Financial experts anticipate that gold prices could continue to rise and potentially reach $6,000 this year due to increasing uncertainties and robust demand from both central banks and retail investors. Russ Mould, the investment director at broker AJ Bell, noted that the breach of the $5,000 mark indicates investors seeking the traditional safe haven of gold amidst a volatile environment.
The escalating prices have sparked discussions about the inclusion of gold in pension portfolios. Mike Ambery, the retirement savings director at Standard Life, emphasized that while gold can provide a hedge during uncertain market conditions, individuals should weigh the potential benefits and limitations before making any investment decisions.

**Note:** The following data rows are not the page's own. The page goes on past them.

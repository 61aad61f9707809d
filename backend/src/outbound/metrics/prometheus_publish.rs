//! Prometheus adapter for registration event publish outcomes.

use async_trait::async_trait;
use prometheus::{IntCounterVec, Opts, Registry};

use crate::domain::ports::{PublishMetrics, PublishMetricsError, PublishOutcome};

/// Prometheus-backed publish outcome recorder.
///
/// # Metric Specification
///
/// - **Name**: `volunteer_event_publish_total`
/// - **Type**: Counter
/// - **Labels**:
///   - `outcome`: `published`, `failed`, `timed_out`, or `skipped`
pub struct PrometheusPublishMetrics {
    publish_total: IntCounterVec,
}

impl PrometheusPublishMetrics {
    /// Create the counter and register it with `registry`.
    ///
    /// # Errors
    ///
    /// Returns an error if a metric with the same name is already registered.
    pub fn new(registry: &Registry) -> Result<Self, prometheus::Error> {
        let publish_total = IntCounterVec::new(
            Opts::new(
                "volunteer_event_publish_total",
                "Registration event publish attempts by outcome",
            ),
            &["outcome"],
        )?;
        registry.register(Box::new(publish_total.clone()))?;
        Ok(Self { publish_total })
    }
}

#[async_trait]
impl PublishMetrics for PrometheusPublishMetrics {
    async fn record(&self, outcome: PublishOutcome) -> Result<(), PublishMetricsError> {
        self.publish_total
            .with_label_values(&[outcome.as_label()])
            .inc();
        Ok(())
    }
}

For those considering gold investments in their pension plans, Ambery outlined two primary options: physical gold, typically accessible through a Self-Invested Personal Pension (SIPP) with stringent HMRC regulations on storage, and Gold ETCs (Exchange Traded Commodities) that track gold prices and are available on various mainstream pension platforms. Understanding the fees, risks, and practicalities associated with each option is crucial for savers to make informed decisions regarding their investment choices.
In other news, Beauty Bay, a prominent online beauty retailer founded in 1999, is reportedly exploring strategic options, including a potential sale of the business, as advisors conduct a review. Additionally, Labour is rumored to unveil support measures for crisis-affected pubs in the UK, with concerns rising over the closure of two pubs daily. The hospitality sector faces challenges, with a significant number of closures recorded in the final months of 2025.

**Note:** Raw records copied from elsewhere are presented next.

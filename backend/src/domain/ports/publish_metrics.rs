//! Domain port for counting registration event publish outcomes.
//!
//! Dropped notifications are invisible to clients, so operators rely on
//! these counters to spot channel outages and plan backfills.

use async_trait::async_trait;

use super::define_port_error;

define_port_error! {
    /// Errors exposed when recording publish metrics.
    pub enum PublishMetricsError {
        /// Metric exporter rejected the write.
        Export { message: String } => "publish metrics exporter failed: {message}",
    }
}

/// Result of one publish attempt.
#[derive(Debug, Clone, Copy, PartialEq, Eq, Hash)]
pub enum PublishOutcome {
    /// The channel accepted the event.
    Published,
    /// The channel returned an error.
    Failed,
    /// The attempt exceeded the publish timeout.
    TimedOut,
    /// No publisher is configured.
    Skipped,
}

impl PublishOutcome {
    /// Label value used by metric exporters.
    #[must_use]
    pub const fn as_label(self) -> &'static str {
        match self {
            Self::Published => "published",
            Self::Failed => "failed",
            Self::TimedOut => "timed_out",
            Self::Skipped => "skipped",
        }
    }
}

/// Metrics recording port for publish outcomes.
#[cfg_attr(test, mockall::automock)]
#[async_trait]
pub trait PublishMetrics: Send + Sync {
    /// Record the outcome of one publish attempt.
    async fn record(&self, outcome: PublishOutcome) -> Result<(), PublishMetricsError>;
}

/// No-op implementation for when metrics are disabled or in tests.
#[derive(Debug, Default, Clone, Copy)]
pub struct NoOpPublishMetrics;

#[async_trait]
impl PublishMetrics for NoOpPublishMetrics {
    async fn record(&self, _outcome: PublishOutcome) -> Result<(), PublishMetricsError> {
        Ok(())
    }
}
//! Port for handing registration events to an outbound message channel.
//!
//! Publishing is best effort. Callers treat every error from this port as a
//! dropped notification and never propagate it to the registering client.

use async_trait::async_trait;

use crate::domain::VolunteerRegisteredEvent;

use super::define_port_error;

define_port_error! {
    /// Errors raised while publishing a registration event.
    pub enum VolunteerEventPublishError {
        /// The channel could not be reached.
        Unavailable { message: String } => "event channel unavailable: {message}",
        /// The event could not be encoded.
        Serialization { message: String } => "event serialisation failed: {message}",
        /// The channel refused the write.
        Rejected { message: String } => "event channel rejected the event: {message}",
        /// The attempt did not finish within the allotted time.
        Timeout { millis: u64 } => "event publish timed out after {millis} ms",
    }
}

/// Append-only event channel keyed for consumer-side partitioning.
#[cfg_attr(test, mockall::automock)]
#[async_trait]
pub trait VolunteerEventPublisher: Send + Sync {
    /// Publish `event` on `channel` under `key`.
    async fn publish(
        &self,
        channel: &str,
        key: &str,
        event: &VolunteerRegisteredEvent,
    ) -> Result<(), VolunteerEventPublishError>;
}

#[cfg(test)]
mod tests {
    use super::*;

    #[test]
    fn timeout_message_includes_duration() {
        let err = VolunteerEventPublishError::timeout(250_u64);
        assert_eq!(err.to_string(), "event publish timed out after 250 ms");
    }
}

Sainsbury’s has announced a major Nectar update, offering half-price savings on select products for a limited period. Moreover, EDF is reintroducing its Sunday Saver challenge, providing customers with free electricity on Sundays for reducing peak consumption during weekdays. Meanwhile, Ryanair anticipates robust profits following a surge in passenger numbers and average fares.
Lastly, Russell & Bromley is set to close its first store post-acquisition by Next, with plans to assess options for remaining sites. The rise of AI shopping assistants is evident, with a growing number of UK consumers open to AI-driven shopping experiences, signaling a shift towards seamless retail transactions facilitated by advanced technology.